14. Post-lab questions • What volume of gas was released from your soda? • How does the volume of gas released compare to your hypothesis? • How do you account for any differences? • Why is it important to heat and agitate the soda? • What is the gas you have liberated from the soda? • How does this activity model what happens in a volcano? • How is this model unlike a volcano?

15. Making Sense • The parallels we want them to see are that the gases in volcanoes are under extreme pressure. As they work their way to the surface, pockets of gas expand just as bubbles in a pot of boiling water expand as they get closer to the surface. The particles, themselves, don’t change, but the space between them increases. This is due to the reduction in pressure on them. Just as they cannot see the gas dissolved in a bottle of soda while it is capped, the gases are trapped under pressure in the volcano. When the volcano erupts, it is like opening the soda – the gases are released and the compressed bubbles expand rapidly.

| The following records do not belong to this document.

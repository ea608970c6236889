//! Destination of `print` output.
//!
//! The interpreter holds one shared handler for its lifetime. Each printed
//! value becomes one line.

use std::sync::Arc;

use parking_lot::Mutex;

use crate::Value;

/// Where printed values go.
pub enum PrintHandler {
    /// One line per value on the process's stdout.
    Stdout,
    /// Lines accumulate in memory; read them with
    /// [`get_output`](Self::get_output).
    Buffer(Mutex<String>),
    /// Output is discarded.
    Silent,
}

impl PrintHandler {
    /// Write the display text of `value` followed by a newline.
    pub fn print_value(&self, value: &Value) {
        match self {
            Self::Stdout => println!("{value}"),
            Self::Buffer(buffer) => {
                let text = value.to_string();
                let mut buffer = buffer.lock();
                buffer.push_str(&text);
                buffer.push('\n');
            }
            Self::Silent => {}
        }
    }

    /// Everything printed so far. Only a buffer captures; the other
    /// handlers report nothing.
    pub fn get_output(&self) -> String {
        match self {
            Self::Buffer(buffer) => buffer.lock().clone(),
            Self::Stdout | Self::Silent => String::new(),
        }
    }
}

pub type SharedPrintHandler = Arc<PrintHandler>;

/// Handler used when none is configured.
pub fn stdout_handler() -> SharedPrintHandler {
    Arc::new(PrintHandler::Stdout)
}

pub fn buffer_handler() -> SharedPrintHandler {
    Arc::new(PrintHandler::Buffer(Mutex::new(String::new())))
}

pub fn silent_handler() -> SharedPrintHandler {
    Arc::new(PrintHandler::Silent)
}

#[cfg(test)]
mod tests;
//! Cursor over a sentinel-terminated buffer.
//!
//! The cursor advances byte by byte and keeps the 0-based line and column
//! of its position. Columns count bytes, not characters. EOF is reached when
//! the offset equals the source length, where the sentinel `0x00` sits.

use std::borrow::Cow;

/// A location in the source: byte offset plus 0-based line and column.
#[derive(Clone, Copy, Debug, Default, PartialEq, Eq, Hash)]
pub struct Position {
    pub offset: u32,
    pub line: u32,
    pub column: u32,
}

impl Position {
    /// Start of the source.
    pub const START: Position = Position {
        offset: 0,
        line: 0,
        column: 0,
    };
}

/// Cursor over a sentinel-terminated byte buffer.
///
/// Created via [`SourceBuffer::cursor()`](crate::SourceBuffer::cursor).
/// The cursor is [`Copy`], so saving and restoring state is free.
///
/// # Invariant
///
/// `buf[source_len] == 0x00` and `position.offset <= source_len`.
#[derive(Clone, Copy, Debug)]
pub struct Cursor<'a> {
    buf: &'a [u8],
    source_len: u32,
    position: Position,
}

impl<'a> Cursor<'a> {
    pub(crate) fn new(buf: &'a [u8], source_len: u32, position: Position) -> Self {
        debug_assert!(
            (source_len as usize) < buf.len(),
            "sentinel must be within buffer bounds"
        );
        let mut position = position;
        position.offset = position.offset.min(source_len);
        Self {
            buf,
            source_len,
            position,
        }
    }

    /// Byte at the current position, `0x00` at EOF.
    #[inline]
    pub fn current(&self) -> u8 {
        self.buf[self.position.offset as usize]
    }

    /// Returns `true` once every source byte has been consumed.
    #[inline]
    pub fn is_eof(&self) -> bool {
        self.position.offset >= self.source_len
    }

    /// Current byte offset.
    #[inline]
    pub fn pos(&self) -> u32 {
        self.position.offset
    }

    /// Current offset, line and column.
    #[inline]
    pub fn position(&self) -> Position {
        self.position
    }

    /// Advance past the current byte. No-op at EOF.
    #[inline]
    pub fn advance(&mut self) {
        if self.is_eof() {
            return;
        }
        if self.current() == b'\n' {
            self.position.line += 1;
            self.position.column = 0;
        } else {
            self.position.column += 1;
        }
        self.position.offset += 1;
    }

    /// Advance while `pred` holds for the current byte, stopping at EOF.
    #[inline]
    pub fn eat_while(&mut self, pred: impl Fn(u8) -> bool) {
        while !self.is_eof() && pred(self.current()) {
            self.advance();
        }
    }

    /// Skip spaces, tabs, carriage returns and newlines.
    pub fn eat_whitespace(&mut self) {
        self.eat_while(|b| matches!(b, b' ' | b'\t' | b'\r' | b'\n'));
    }

    /// Advance to the next occurrence of `byte`.
    ///
    /// Returns `true` with the cursor on `byte`, or `false` with the cursor
    /// at EOF when the byte does not occur. Newlines crossed on the way
    /// update line and column.
    #[allow(
        clippy::cast_possible_truncation,
        reason = "skipped.len() <= source_len which fits in u32"
    )]
    pub fn advance_to(&mut self, byte: u8) -> bool {
        let remaining = self.remaining();
        let (skip, found) = match memchr::memchr(byte, remaining) {
            Some(offset) => (offset, true),
            None => (remaining.len(), false),
        };
        let skipped = &remaining[..skip];

        match memchr::memrchr(b'\n', skipped) {
            Some(last_newline) => {
                self.position.line += memchr::memchr_iter(b'\n', skipped).count() as u32;
                self.position.column = (skip - last_newline - 1) as u32;
            }
            None => self.position.column += skip as u32,
        }
        self.position.offset += skip as u32;
        found
    }

    /// Advance to the next `\n` (left unconsumed) or EOF.
    pub fn eat_until_newline_or_eof(&mut self) {
        self.advance_to(b'\n');
    }

    /// Source text between two offsets.
    ///
    /// Token boundaries always fall on ASCII delimiters, so the slice is
    /// valid UTF-8 and borrowed; a slice that would split a character is
    /// repaired rather than rejected.
    pub fn slice(&self, start: u32, end: u32) -> Cow<'a, str> {
        debug_assert!(start <= end && end <= self.source_len);
        String::from_utf8_lossy(&self.buf[start as usize..end as usize])
    }

    /// Source text from `start` to the current position.
    pub fn slice_from(&self, start: u32) -> Cow<'a, str> {
        self.slice(start, self.position.offset)
    }

    fn remaining(&self) -> &'a [u8] {
        &self.buf[self.position.offset as usize..self.source_len as usize]
    }
}
use super::*;
use pretty_assertions::assert_eq;

#[test]
fn test_error_code_display() {
    assert_eq!(ErrorCode::E1002.to_string(), "E1002");
    assert_eq!(ErrorCode::E6001.as_str(), "E6001");
    assert_eq!(ErrorCode::E7002.as_str(), "E7002");
}

#[test]
fn test_descriptions() {
    assert_eq!(ErrorCode::E0002.description(), "unterminated string literal");
    assert_eq!(ErrorCode::E1002.description(), "malformed parenthesis");
    assert_eq!(ErrorCode::E6002.description(), "invalid type");
    assert_eq!(ErrorCode::E7001.description(), "symbol table not initialised");
}

#[test]
fn test_predicate_exclusivity() {
    for code in ErrorCode::ALL {
        let flags = [
            code.is_lexer_error(),
            code.is_parser_error(),
            code.is_eval_error(),
            code.is_symbol_table_error(),
        ];
        let true_count = flags.iter().filter(|&&f| f).count();
        assert_eq!(
            true_count, 1,
            "expected exactly 1 predicate true for {code}, got {true_count}"
        );
    }
}

#[test]
fn test_phase_matches_leading_digit() {
    for code in ErrorCode::ALL {
        let digit = code.as_str().as_bytes()[1];
        let expected = match digit {
            b'0' => code.is_lexer_error(),
            b'1' => code.is_parser_error(),
            b'6' => code.is_eval_error(),
            b'7' => code.is_symbol_table_error(),
            _ => false,
        };
        assert!(expected, "{code} is in the wrong phase");
    }
}

#[test]
fn test_from_str_round_trips_all_codes() {
    for code in ErrorCode::ALL {
        assert_eq!(code.as_str().parse::<ErrorCode>(), Ok(*code));
    }
    assert_eq!("e6003".parse::<ErrorCode>(), Ok(ErrorCode::E6003));
    assert_eq!("E9999".parse::<ErrorCode>(), Err(()));
}

#[test]
fn test_is_std_error() {
    let err: Box<dyn std::error::Error> = Box::new(ErrorCode::E6004);
    assert_eq!(err.to_string(), "E6004");
}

16. Because gas is less soluble as temperature rises, we place the soda in hot water to release the gas faster. Remind them of the relationship between dissolved gases and temperature. Volcanoes are very hot, so the gases are more likely to be released. Volcanic eruptions are frequently accompanied by earthquakes as the magma moves around in the magma chamber. Relate this to the swirling of the bottle.

17. Rapidly released hot gases such as carbon dioxide and sulfur dioxide are more dense than air. They travel rapidly down the mountain sides of the volcanoes, scorching and killing whatever is in their path. This cloud of hot poisonous gas is called a nuéeardente – a glowing cloud. This was described in the story of Mount Pelée. It was a major factor in the deaths at Pompeii and Hurculaneum.

18. The soda contains only carbon dioxide. Volcanoes contain water vapor, carbon dioxide, and sulfur dioxide. See the reading on page G-40.

19. Effects of Gas released from a volcano • Sometimes only gases are released from a volcano, with no other materials. Lake Nyos, in Camroon, is actually an ancient caldera. When carbon dioxide gas trapped at the bottom of the lake was suddenly released, the result was a disaster in the area around the lake. • The story can be read at http://www.smithsonianmag.com/science-nature/killerlakes.html?c=y&page=1

20. The sulfur combines with moisture in people’s lungs to form acid. Too much exposure is deadly

21. What happens when you shake up a soda and then remove the cap?

22. Why do a lot of people burp after quickly drinking a can of soda?